Provided information:
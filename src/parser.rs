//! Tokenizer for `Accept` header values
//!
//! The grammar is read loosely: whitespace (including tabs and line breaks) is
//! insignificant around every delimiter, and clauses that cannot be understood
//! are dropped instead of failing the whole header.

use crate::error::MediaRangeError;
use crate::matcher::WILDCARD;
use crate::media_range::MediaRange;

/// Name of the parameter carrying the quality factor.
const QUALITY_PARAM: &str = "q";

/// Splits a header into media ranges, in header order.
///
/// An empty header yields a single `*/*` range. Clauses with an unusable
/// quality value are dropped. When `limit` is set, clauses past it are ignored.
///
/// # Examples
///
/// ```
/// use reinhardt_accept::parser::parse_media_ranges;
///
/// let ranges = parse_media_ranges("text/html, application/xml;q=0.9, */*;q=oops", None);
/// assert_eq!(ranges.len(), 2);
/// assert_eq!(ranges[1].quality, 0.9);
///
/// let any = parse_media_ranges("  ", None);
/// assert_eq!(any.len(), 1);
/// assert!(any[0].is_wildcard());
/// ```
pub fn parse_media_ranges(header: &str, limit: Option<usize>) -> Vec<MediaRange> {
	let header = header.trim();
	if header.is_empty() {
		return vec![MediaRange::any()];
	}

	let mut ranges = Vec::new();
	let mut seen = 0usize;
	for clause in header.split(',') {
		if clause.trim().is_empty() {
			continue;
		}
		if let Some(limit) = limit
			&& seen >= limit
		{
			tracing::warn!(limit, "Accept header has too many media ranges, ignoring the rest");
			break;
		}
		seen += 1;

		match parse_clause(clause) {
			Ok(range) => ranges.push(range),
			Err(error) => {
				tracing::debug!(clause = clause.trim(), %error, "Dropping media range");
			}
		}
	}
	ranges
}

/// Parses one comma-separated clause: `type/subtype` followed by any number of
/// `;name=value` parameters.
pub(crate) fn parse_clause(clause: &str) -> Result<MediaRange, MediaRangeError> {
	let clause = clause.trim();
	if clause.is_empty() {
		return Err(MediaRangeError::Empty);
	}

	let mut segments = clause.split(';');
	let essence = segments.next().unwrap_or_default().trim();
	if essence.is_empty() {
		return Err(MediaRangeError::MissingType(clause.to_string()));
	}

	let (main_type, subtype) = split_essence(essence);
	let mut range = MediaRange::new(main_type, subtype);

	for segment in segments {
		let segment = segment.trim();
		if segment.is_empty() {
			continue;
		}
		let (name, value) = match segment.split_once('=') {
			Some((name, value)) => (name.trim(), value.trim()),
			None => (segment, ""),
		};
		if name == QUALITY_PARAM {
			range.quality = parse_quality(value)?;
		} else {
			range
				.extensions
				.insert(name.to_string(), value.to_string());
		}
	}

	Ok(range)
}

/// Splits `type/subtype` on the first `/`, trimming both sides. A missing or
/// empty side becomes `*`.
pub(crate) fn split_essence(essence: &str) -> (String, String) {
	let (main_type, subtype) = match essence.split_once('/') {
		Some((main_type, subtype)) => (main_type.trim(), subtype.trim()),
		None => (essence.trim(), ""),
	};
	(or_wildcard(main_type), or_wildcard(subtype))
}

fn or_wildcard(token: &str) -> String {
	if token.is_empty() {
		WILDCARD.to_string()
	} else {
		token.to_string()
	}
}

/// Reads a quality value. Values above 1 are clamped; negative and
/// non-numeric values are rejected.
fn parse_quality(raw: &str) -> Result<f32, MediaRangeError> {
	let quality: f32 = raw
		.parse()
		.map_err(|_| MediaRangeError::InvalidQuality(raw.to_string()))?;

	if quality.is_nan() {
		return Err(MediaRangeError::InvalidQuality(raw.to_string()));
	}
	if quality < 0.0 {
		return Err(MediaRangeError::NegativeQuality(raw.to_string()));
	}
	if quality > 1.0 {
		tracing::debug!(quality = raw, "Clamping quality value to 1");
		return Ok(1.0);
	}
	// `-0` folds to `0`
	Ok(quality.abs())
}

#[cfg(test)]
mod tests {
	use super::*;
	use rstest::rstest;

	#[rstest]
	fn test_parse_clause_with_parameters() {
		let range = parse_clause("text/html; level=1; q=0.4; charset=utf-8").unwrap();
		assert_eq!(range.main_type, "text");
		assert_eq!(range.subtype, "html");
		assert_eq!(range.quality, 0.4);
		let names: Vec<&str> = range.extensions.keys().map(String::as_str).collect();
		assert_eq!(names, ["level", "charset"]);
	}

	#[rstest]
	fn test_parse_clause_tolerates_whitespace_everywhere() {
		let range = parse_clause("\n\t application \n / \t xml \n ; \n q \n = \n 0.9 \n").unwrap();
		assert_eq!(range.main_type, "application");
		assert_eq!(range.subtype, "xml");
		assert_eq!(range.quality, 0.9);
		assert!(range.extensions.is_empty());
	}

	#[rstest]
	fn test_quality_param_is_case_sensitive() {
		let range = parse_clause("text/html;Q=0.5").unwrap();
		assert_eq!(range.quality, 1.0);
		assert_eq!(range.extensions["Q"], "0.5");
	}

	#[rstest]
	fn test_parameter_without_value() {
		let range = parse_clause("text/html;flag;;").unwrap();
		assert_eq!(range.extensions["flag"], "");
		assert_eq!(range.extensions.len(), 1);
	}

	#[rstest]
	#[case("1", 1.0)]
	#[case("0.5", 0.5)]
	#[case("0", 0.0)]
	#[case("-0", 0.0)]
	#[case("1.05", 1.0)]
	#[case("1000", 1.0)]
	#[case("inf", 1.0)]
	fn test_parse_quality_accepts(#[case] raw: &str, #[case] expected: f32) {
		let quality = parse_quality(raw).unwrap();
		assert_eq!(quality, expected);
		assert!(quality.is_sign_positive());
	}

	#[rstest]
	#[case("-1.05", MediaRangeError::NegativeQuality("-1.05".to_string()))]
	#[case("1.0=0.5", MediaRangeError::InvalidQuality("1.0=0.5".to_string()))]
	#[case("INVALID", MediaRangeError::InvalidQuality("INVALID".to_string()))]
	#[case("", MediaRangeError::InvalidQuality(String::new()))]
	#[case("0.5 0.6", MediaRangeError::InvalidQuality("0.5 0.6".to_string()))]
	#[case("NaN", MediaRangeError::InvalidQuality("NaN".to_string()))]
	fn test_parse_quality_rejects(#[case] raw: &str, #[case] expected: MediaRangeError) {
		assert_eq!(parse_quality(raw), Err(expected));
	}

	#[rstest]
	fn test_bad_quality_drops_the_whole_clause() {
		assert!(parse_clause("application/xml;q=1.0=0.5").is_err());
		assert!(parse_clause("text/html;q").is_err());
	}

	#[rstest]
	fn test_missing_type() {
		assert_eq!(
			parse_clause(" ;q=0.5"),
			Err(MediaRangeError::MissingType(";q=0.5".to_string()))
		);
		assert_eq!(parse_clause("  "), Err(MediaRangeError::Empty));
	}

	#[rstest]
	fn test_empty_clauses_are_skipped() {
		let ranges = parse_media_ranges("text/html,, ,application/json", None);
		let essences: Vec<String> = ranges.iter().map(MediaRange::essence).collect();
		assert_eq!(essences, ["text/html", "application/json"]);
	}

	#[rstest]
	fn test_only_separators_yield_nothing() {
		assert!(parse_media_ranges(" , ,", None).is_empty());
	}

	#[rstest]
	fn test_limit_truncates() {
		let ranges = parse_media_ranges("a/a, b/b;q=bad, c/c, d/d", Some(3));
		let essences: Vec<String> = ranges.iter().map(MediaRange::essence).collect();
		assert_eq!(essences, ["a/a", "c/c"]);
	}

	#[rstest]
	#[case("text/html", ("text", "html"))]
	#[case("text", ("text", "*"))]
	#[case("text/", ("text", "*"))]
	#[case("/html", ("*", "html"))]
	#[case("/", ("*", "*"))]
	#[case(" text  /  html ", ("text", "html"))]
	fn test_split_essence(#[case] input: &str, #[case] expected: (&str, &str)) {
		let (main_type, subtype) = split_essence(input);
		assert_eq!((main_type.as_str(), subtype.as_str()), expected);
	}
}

Work instruction:
The response must give every line from the material above that holds the string "header".

Response to this exercise:
//! Tokenizer for `Accept` header values
//! are dropped instead of failing the whole header.
/// Splits a header into media ranges, in header order.
/// An empty header yields a single `*/*` range. Clauses with an unusable
pub fn parse_media_ranges(header: &str, limit: Option<usize>) -> Vec<MediaRange> {
	let header = header.trim();
	if header.is_empty() {
	for clause in header.split(',') {
			tracing::warn!(limit, "Accept header has too many media ranges, ignoring the rest");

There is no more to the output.